TASK TO CARRY OUT: Keeping every character intact, repeat the whole listing.

::: RECORDS FOR THIS TASK :::

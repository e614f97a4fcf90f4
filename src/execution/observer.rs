use std::fmt;
use std::sync::atomic::{AtomicU64, AtomicUsize, Ordering};
use std::time::Duration;

/// Events emitted by the engine while running a batch of tasks.
#[derive(Debug, Clone)]
pub enum ExecutionEvent {
    RunStarted { tasks: usize },
    ThrottleWaited { duration: Duration },
    TaskStarted { index: usize },
    TaskFinished { index: usize },
    RunFinished {
        elapsed: Duration,
        metrics: ExecutionMetricsSnapshot,
    },
}

/// Observer hook for execution events.
pub trait ExecutionObserver: Send + Sync {
    fn on_event(&self, event: &ExecutionEvent);
}

/// Forwards execution events to `tracing` at trace level.
#[derive(Default)]
pub struct TracingExecutionObserver;

impl ExecutionObserver for TracingExecutionObserver {
    fn on_event(&self, event: &ExecutionEvent) {
        tracing::trace!(?event, "execution event");
    }
}

/// Live counters for the current run; callers can snapshot them at any time.
pub struct ExecutionMetrics {
    run_id: AtomicU64,
    elapsed_ns: AtomicU64,

    tasks_started: AtomicU64,
    tasks_finished: AtomicU64,
    throttle_wait_ns: AtomicU64,

    active_tasks: AtomicUsize,
    max_active_tasks: AtomicUsize,
}

impl ExecutionMetrics {
    pub fn new() -> Self {
        Self {
            run_id: AtomicU64::new(0),
            elapsed_ns: AtomicU64::new(0),
            tasks_started: AtomicU64::new(0),
            tasks_finished: AtomicU64::new(0),
            throttle_wait_ns: AtomicU64::new(0),
            active_tasks: AtomicUsize::new(0),
            max_active_tasks: AtomicUsize::new(0),
        }
    }

    pub fn begin_run(&self) {
        self.run_id.fetch_add(1, Ordering::SeqCst);
        self.elapsed_ns.store(0, Ordering::SeqCst);
        self.tasks_started.store(0, Ordering::SeqCst);
        self.tasks_finished.store(0, Ordering::SeqCst);
        self.throttle_wait_ns.store(0, Ordering::SeqCst);
        self.active_tasks.store(0, Ordering::SeqCst);
        self.max_active_tasks.store(0, Ordering::SeqCst);
    }

    pub fn end_run(&self, elapsed: Duration) {
        self.elapsed_ns.store(saturating_nanos(elapsed), Ordering::SeqCst);
    }

    pub fn on_task_start(&self) {
        self.tasks_started.fetch_add(1, Ordering::SeqCst);
        let now = self.active_tasks.fetch_add(1, Ordering::SeqCst) + 1;
        self.max_active_tasks.fetch_max(now, Ordering::SeqCst);
    }

    pub fn on_task_end(&self) {
        self.tasks_finished.fetch_add(1, Ordering::SeqCst);
        self.active_tasks.fetch_sub(1, Ordering::SeqCst);
    }

    pub fn on_throttle_wait(&self, d: Duration) {
        self.throttle_wait_ns
            .fetch_add(saturating_nanos(d), Ordering::SeqCst);
    }

    pub fn snapshot(&self) -> ExecutionMetricsSnapshot {
        let elapsed_ns = self.elapsed_ns.load(Ordering::SeqCst);
        ExecutionMetricsSnapshot {
            run_id: self.run_id.load(Ordering::SeqCst),
            elapsed: (elapsed_ns > 0).then(|| Duration::from_nanos(elapsed_ns)),
            tasks_started: self.tasks_started.load(Ordering::SeqCst),
            tasks_finished: self.tasks_finished.load(Ordering::SeqCst),
            throttle_wait: Duration::from_nanos(self.throttle_wait_ns.load(Ordering::SeqCst)),
            max_active_tasks: self.max_active_tasks.load(Ordering::SeqCst),
        }
    }
}

impl Default for ExecutionMetrics {
    fn default() -> Self {
        Self::new()
    }
}

fn saturating_nanos(d: Duration) -> u64 {
    d.as_nanos().min(u64::MAX as u128) as u64
}

/// Immutable snapshot of [`ExecutionMetrics`].
#[derive(Debug, Clone, PartialEq, Eq)]
pub struct ExecutionMetricsSnapshot {
    pub run_id: u64,
    pub elapsed: Option<Duration>,
    pub tasks_started: u64,
    pub tasks_finished: u64,
    pub throttle_wait: Duration,
    pub max_active_tasks: usize,
}

impl fmt::Display for ExecutionMetricsSnapshot {
    fn fmt(&self, f: &mut fmt::Formatter<'_>) -> fmt::Result {
        write!(
            f,
            "run_id={}, tasks={}/{}, max_active_tasks={}, throttle_wait={:?}, elapsed={:?}",
            self.run_id,
            self.tasks_finished,
            self.tasks_started,
            self.max_active_tasks,
            self.throttle_wait,
            self.elapsed
        )
    }
}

:::

WRITTEN REPLY:
repository e614f97a4fcf90f4
filename src/execution/observer.rs
use std::fmt;
use std::sync::atomic::{AtomicU64, AtomicUsize, Ordering};
use std::time::Duration;

/// Events emitted by the engine while running a batch of tasks.
#[derive(Debug, Clone)]
pub enum ExecutionEvent {
    RunStarted { tasks: usize },
    ThrottleWaited { duration: Duration },
    TaskStarted { index: usize },
    TaskFinished { index: usize },
    RunFinished {
        elapsed: Duration,
        metrics: ExecutionMetricsSnapshot,
    },
}

/// Observer hook for execution events.
pub trait ExecutionObserver: Send + Sync {
    fn on_event(&self, event: &ExecutionEvent);
}

/// Forwards execution events to `tracing` at trace level.
#[derive(Default)]
pub struct TracingExecutionObserver;

impl ExecutionObserver for TracingExecutionObserver {
    fn on_event(&self, event: &ExecutionEvent) {
        tracing::trace!(?event, "execution event");
    }
}

/// Live counters for the current run; callers can snapshot them at any time.
pub struct ExecutionMetrics {
    run_id: AtomicU64,
    elapsed_ns: AtomicU64,

    tasks_started: AtomicU64,
    tasks_finished: AtomicU64,
    throttle_wait_ns: AtomicU64,

    active_tasks: AtomicUsize,
    max_active_tasks: AtomicUsize,
}

impl ExecutionMetrics {
    pub fn new() -> Self {
        Self {
            run_id: AtomicU64::new(0),
            elapsed_ns: AtomicU64::new(0),
            tasks_started: AtomicU64::new(0),
            tasks_finished: AtomicU64::new(0),
            throttle_wait_ns: AtomicU64::new(0),
            active_tasks: AtomicUsize::new(0),
            max_active_tasks: AtomicUsize::new(0),
        }
    }

    pub fn begin_run(&self) {
        self.run_id.fetch_add(1, Ordering::SeqCst);
        self.elapsed_ns.store(0, Ordering::SeqCst);
        self.tasks_started.store(0, Ordering::SeqCst);
        self.tasks_finished.store(0, Ordering::SeqCst);
        self.throttle_wait_ns.store(0, Ordering::SeqCst);
        self.active_tasks.store(0, Ordering::SeqCst);
        self.max_active_tasks.store(0, Ordering::SeqCst);
    }

    pub fn end_run(&self, elapsed: Duration) {
        self.elapsed_ns.store(saturating_nanos(elapsed), Ordering::SeqCst);
    }

    pub fn on_task_start(&self) {
        self.tasks_started.fetch_add(1, Ordering::SeqCst);
        let now = self.active_tasks.fetch_add(1, Ordering::SeqCst) + 1;
        self.max_active_tasks.fetch_max(now, Ordering::SeqCst);
    }

    pub fn on_task_end(&self) {
        self.tasks_finished.fetch_add(1, Ordering::SeqCst);
        self.active_tasks.fetch_sub(1, Ordering::SeqCst);
    }

    pub fn on_throttle_wait(&self, d: Duration) {
        self.throttle_wait_ns
            .fetch_add(saturating_nanos(d), Ordering::SeqCst);
    }

    pub fn snapshot(&self) -> ExecutionMetricsSnapshot {
        let elapsed_ns = self.elapsed_ns.load(Ordering::SeqCst);
        ExecutionMetricsSnapshot {
            run_id: self.run_id.load(Ordering::SeqCst),
            elapsed: (elapsed_ns > 0).then(|| Duration::from_nanos(elapsed_ns)),
            tasks_started: self.tasks_started.load(Ordering::SeqCst),
            tasks_finished: self.tasks_finished.load(Ordering::SeqCst),
            throttle_wait: Duration::from_nanos(self.throttle_wait_ns.load(Ordering::SeqCst)),
            max_active_tasks: self.max_active_tasks.load(Ordering::SeqCst),
        }
    }
}

impl Default for ExecutionMetrics {
    fn default() -> Self {
        Self::new()
    }
}

fn saturating_nanos(d: Duration) -> u64 {
    d.as_nanos().min(u64::MAX as u128) as u64
}

/// Immutable snapshot of [`ExecutionMetrics`].
#[derive(Debug, Clone, PartialEq, Eq)]
pub struct ExecutionMetricsSnapshot {
    pub run_id: u64,
    pub elapsed: Option<Duration>,
    pub tasks_started: u64,
    pub tasks_finished: u64,
    pub throttle_wait: Duration,
    pub max_active_tasks: usize,
}

impl fmt::Display for ExecutionMetricsSnapshot {
    fn fmt(&self, f: &mut fmt::Formatter<'_>) -> fmt::Result {
        write!(
            f,
            "run_id={}, tasks={}/{}, max_active_tasks={}, throttle_wait={:?}, elapsed={:?}",
            self.run_id,
            self.tasks_finished,
            self.tasks_started,
            self.max_active_tasks,
            self.throttle_wait,
            self.elapsed
        )
    }
}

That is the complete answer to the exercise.